## EXERCISE INPUT

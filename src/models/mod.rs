//! # Embedding Models
//!
//! The gateway that batches corpus texts plus the ONNX backend behind it.

pub mod embedder;
pub mod text;

pub use embedder::{EmbedError, Embedder, EmbeddingModel, RawEmbeddingBatch};
pub use text::TextModel;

## DIRECTIONS
Transcribe only the trailing portion of the entries above: the line that contains "backend behind it." and each line after it.

## RESPONSE TO THE EXERCISE
//! The gateway that batches corpus texts plus the ONNX backend behind it.

pub mod embedder;
pub mod text;

pub use embedder::{EmbedError, Embedder, EmbeddingModel, RawEmbeddingBatch};
pub use text::TextModel;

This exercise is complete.